WORK ITEM
The entries are to be repeated in full, without any change.

Saved entries
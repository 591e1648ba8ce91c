use base64::Engine;
use indexmap::IndexMap;
use serde::{Deserialize, Serialize};

use crate::{Error, Result};

pub const DEFAULT_OUTPUT_FILENAME: &str = "visual_abstract.pptx";

#[derive(Debug, Clone, PartialEq, Serialize, Deserialize)]
pub struct ArticleRecord {
    pub title: String,
    #[serde(default)]
    pub authors: Vec<String>,
    #[serde(default, alias = "abstractSections")]
    pub abstract_sections: IndexMap<String, String>,
    #[serde(default, alias = "keyPoints")]
    pub key_points: Vec<String>,
    #[serde(default, alias = "figureImageRef", skip_serializing_if = "Option::is_none")]
    pub figure_image_ref: Option<FigureRef>,
    #[serde(default, alias = "sourceUrl", alias = "url")]
    pub source_url: String,
    #[serde(default, skip_serializing_if = "Option::is_none")]
    pub citation: Option<Citation>,
    #[serde(default, alias = "visualAbstract", skip_serializing_if = "Option::is_none")]
    pub visual_abstract: Option<VisualAbstract>,
    #[serde(default)]
    pub incomplete: bool,
    #[serde(default, alias = "missingFields", skip_serializing_if = "Vec::is_empty")]
    pub missing_fields: Vec<String>,
}

impl ArticleRecord {
    pub fn new(title: impl Into<String>, source_url: impl Into<String>) -> Self {
        Self {
            title: title.into(),
            authors: Vec::new(),
            abstract_sections: IndexMap::new(),
            key_points: Vec::new(),
            figure_image_ref: None,
            source_url: source_url.into(),
            citation: None,
            visual_abstract: None,
            incomplete: false,
            missing_fields: Vec::new(),
        }
    }

    pub fn mark_missing(&mut self, field: &str) {
        self.incomplete = true;
        if !self.missing_fields.iter().any(|f| f == field) {
            self.missing_fields.push(field.to_string());
        }
    }
}

/// Where the primary figure comes from.
#[derive(Debug, Clone, PartialEq, Eq, Serialize, Deserialize)]
#[serde(tag = "kind", rename_all = "snake_case")]
pub enum FigureRef {
    Url { url: String },
    Inline { content_type: String, data: String },
}

impl FigureRef {
    pub fn inline(content_type: impl Into<String>, bytes: &[u8]) -> Self {
        FigureRef::Inline {
            content_type: content_type.into(),
            data: base64::engine::general_purpose::STANDARD.encode(bytes),
        }
    }

    pub fn decode_inline(data: &str) -> Result<Vec<u8>> {
        base64::engine::general_purpose::STANDARD
            .decode(data.trim())
            .map_err(|e| Error::Render(format!("Invalid inline figure data: {}", e)))
    }
}

#[derive(Debug, Clone, Default, PartialEq, Eq, Serialize, Deserialize)]
pub struct Citation {
    #[serde(default, skip_serializing_if = "Option::is_none")]
    pub journal: Option<String>,
    #[serde(default, skip_serializing_if = "Option::is_none")]
    pub date: Option<String>,
    #[serde(default, skip_serializing_if = "Option::is_none")]
    pub doi: Option<String>,
}

impl Citation {
    pub fn is_empty(&self) -> bool {
        self.journal.is_none() && self.date.is_none() && self.doi.is_none()
    }

    /// One-line rendering, e.g. `JAMA Netw Open. 2024-03-05. doi:10.1001/...`.
    pub fn line(&self) -> String {
        let mut parts = Vec::new();
        if let Some(journal) = &self.journal {
            parts.push(journal.clone());
        }
        if let Some(date) = &self.date {
            parts.push(date.clone());
        }
        if let Some(doi) = &self.doi {
            parts.push(format!("doi:{}", doi));
        }
        parts.join(". ")
    }
}

/// Study summary derived from the abstract and the Key Points box.
#[derive(Debug, Clone, Default, PartialEq, Eq, Serialize, Deserialize)]
pub struct VisualAbstract {
    #[serde(default)]
    pub participants: String,
    #[serde(default)]
    pub intervention: String,
    #[serde(default)]
    pub comparator: String,
    #[serde(default)]
    pub primary_outcome: String,
    #[serde(default)]
    pub settings_locations: String,
    #[serde(default)]
    pub findings_summary: String,
    #[serde(default)]
    pub key_numbers: Vec<String>,
    #[serde(default)]
    pub before: String,
    #[serde(default)]
    pub added_value: String,
    #[serde(default)]
    pub implications: String,
}

#[derive(Debug, Clone, PartialEq, Eq, Serialize, Deserialize)]
pub struct PublishTarget {
    /// `owner/name` of the hosting repository.
    pub repository: String,
    pub token: String,
}

#[derive(Debug, Clone)]
pub struct RenderRequest {
    pub record: ArticleRecord,
    pub output_filename: String,
    pub publish: Option<PublishTarget>,
}

impl RenderRequest {
    pub fn new(record: ArticleRecord) -> Self {
        Self {
            record,
            output_filename: DEFAULT_OUTPUT_FILENAME.to_string(),
            publish: None,
        }
    }

    pub fn with_output_filename(mut self, filename: Option<String>) -> Self {
        if let Some(name) = filename.filter(|n| !n.trim().is_empty()) {
            self.output_filename = name.trim().to_string();
        }
        self
    }

    pub fn with_publish(mut self, target: Option<PublishTarget>) -> Self {
        self.publish = target;
        self
    }
}

#[derive(Debug, Clone, PartialEq, Eq, Serialize)]
pub struct RenderResult {
    pub output_path: String,
    #[serde(skip_serializing_if = "Option::is_none")]
    pub download_url: Option<String>,
}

REPLY
repository 591e1648ba8ce91c
use base64::Engine;
use indexmap::IndexMap;
use serde::{Deserialize, Serialize};

use crate::{Error, Result};

pub const DEFAULT_OUTPUT_FILENAME: &str = "visual_abstract.pptx";

#[derive(Debug, Clone, PartialEq, Serialize, Deserialize)]
pub struct ArticleRecord {
    pub title: String,
    #[serde(default)]
    pub authors: Vec<String>,
    #[serde(default, alias = "abstractSections")]
    pub abstract_sections: IndexMap<String, String>,
    #[serde(default, alias = "keyPoints")]
    pub key_points: Vec<String>,
    #[serde(default, alias = "figureImageRef", skip_serializing_if = "Option::is_none")]
    pub figure_image_ref: Option<FigureRef>,
    #[serde(default, alias = "sourceUrl", alias = "url")]
    pub source_url: String,
    #[serde(default, skip_serializing_if = "Option::is_none")]
    pub citation: Option<Citation>,
    #[serde(default, alias = "visualAbstract", skip_serializing_if = "Option::is_none")]
    pub visual_abstract: Option<VisualAbstract>,
    #[serde(default)]
    pub incomplete: bool,
    #[serde(default, alias = "missingFields", skip_serializing_if = "Vec::is_empty")]
    pub missing_fields: Vec<String>,
}

impl ArticleRecord {
    pub fn new(title: impl Into<String>, source_url: impl Into<String>) -> Self {
        Self {
            title: title.into(),
            authors: Vec::new(),
            abstract_sections: IndexMap::new(),
            key_points: Vec::new(),
            figure_image_ref: None,
            source_url: source_url.into(),
            citation: None,
            visual_abstract: None,
            incomplete: false,
            missing_fields: Vec::new(),
        }
    }

    pub fn mark_missing(&mut self, field: &str) {
        self.incomplete = true;
        if !self.missing_fields.iter().any(|f| f == field) {
            self.missing_fields.push(field.to_string());
        }
    }
}

/// Where the primary figure comes from.
#[derive(Debug, Clone, PartialEq, Eq, Serialize, Deserialize)]
#[serde(tag = "kind", rename_all = "snake_case")]
pub enum FigureRef {
    Url { url: String },
    Inline { content_type: String, data: String },
}

impl FigureRef {
    pub fn inline(content_type: impl Into<String>, bytes: &[u8]) -> Self {
        FigureRef::Inline {
            content_type: content_type.into(),
            data: base64::engine::general_purpose::STANDARD.encode(bytes),
        }
    }

    pub fn decode_inline(data: &str) -> Result<Vec<u8>> {
        base64::engine::general_purpose::STANDARD
            .decode(data.trim())
            .map_err(|e| Error::Render(format!("Invalid inline figure data: {}", e)))
    }
}

#[derive(Debug, Clone, Default, PartialEq, Eq, Serialize, Deserialize)]
pub struct Citation {
    #[serde(default, skip_serializing_if = "Option::is_none")]
    pub journal: Option<String>,
    #[serde(default, skip_serializing_if = "Option::is_none")]
    pub date: Option<String>,
    #[serde(default, skip_serializing_if = "Option::is_none")]
    pub doi: Option<String>,
}

impl Citation {
    pub fn is_empty(&self) -> bool {
        self.journal.is_none() && self.date.is_none() && self.doi.is_none()
    }

    /// One-line rendering, e.g. `JAMA Netw Open. 2024-03-05. doi:10.1001/...`.
    pub fn line(&self) -> String {
        let mut parts = Vec::new();
        if let Some(journal) = &self.journal {
            parts.push(journal.clone());
        }
        if let Some(date) = &self.date {
            parts.push(date.clone());
        }
        if let Some(doi) = &self.doi {
            parts.push(format!("doi:{}", doi));
        }
        parts.join(". ")
    }
}

/// Study summary derived from the abstract and the Key Points box.
#[derive(Debug, Clone, Default, PartialEq, Eq, Serialize, Deserialize)]
pub struct VisualAbstract {
    #[serde(default)]
    pub participants: String,
    #[serde(default)]
    pub intervention: String,
    #[serde(default)]
    pub comparator: String,
    #[serde(default)]
    pub primary_outcome: String,
    #[serde(default)]
    pub settings_locations: String,
    #[serde(default)]
    pub findings_summary: String,
    #[serde(default)]
    pub key_numbers: Vec<String>,
    #[serde(default)]
    pub before: String,
    #[serde(default)]
    pub added_value: String,
    #[serde(default)]
    pub implications: String,
}

#[derive(Debug, Clone, PartialEq, Eq, Serialize, Deserialize)]
pub struct PublishTarget {
    /// `owner/name` of the hosting repository.
    pub repository: String,
    pub token: String,
}

#[derive(Debug, Clone)]
pub struct RenderRequest {
    pub record: ArticleRecord,
    pub output_filename: String,
    pub publish: Option<PublishTarget>,
}

impl RenderRequest {
    pub fn new(record: ArticleRecord) -> Self {
        Self {
            record,
            output_filename: DEFAULT_OUTPUT_FILENAME.to_string(),
            publish: None,
        }
    }

    pub fn with_output_filename(mut self, filename: Option<String>) -> Self {
        if let Some(name) = filename.filter(|n| !n.trim().is_empty()) {
            self.output_filename = name.trim().to_string();
        }
        self
    }

    pub fn with_publish(mut self, target: Option<PublishTarget>) -> Self {
        self.publish = target;
        self
    }
}

#[derive(Debug, Clone, PartialEq, Eq, Serialize)]
pub struct RenderResult {
    pub output_path: String,
    #[serde(skip_serializing_if = "Option::is_none")]
    pub download_url: Option<String>,
}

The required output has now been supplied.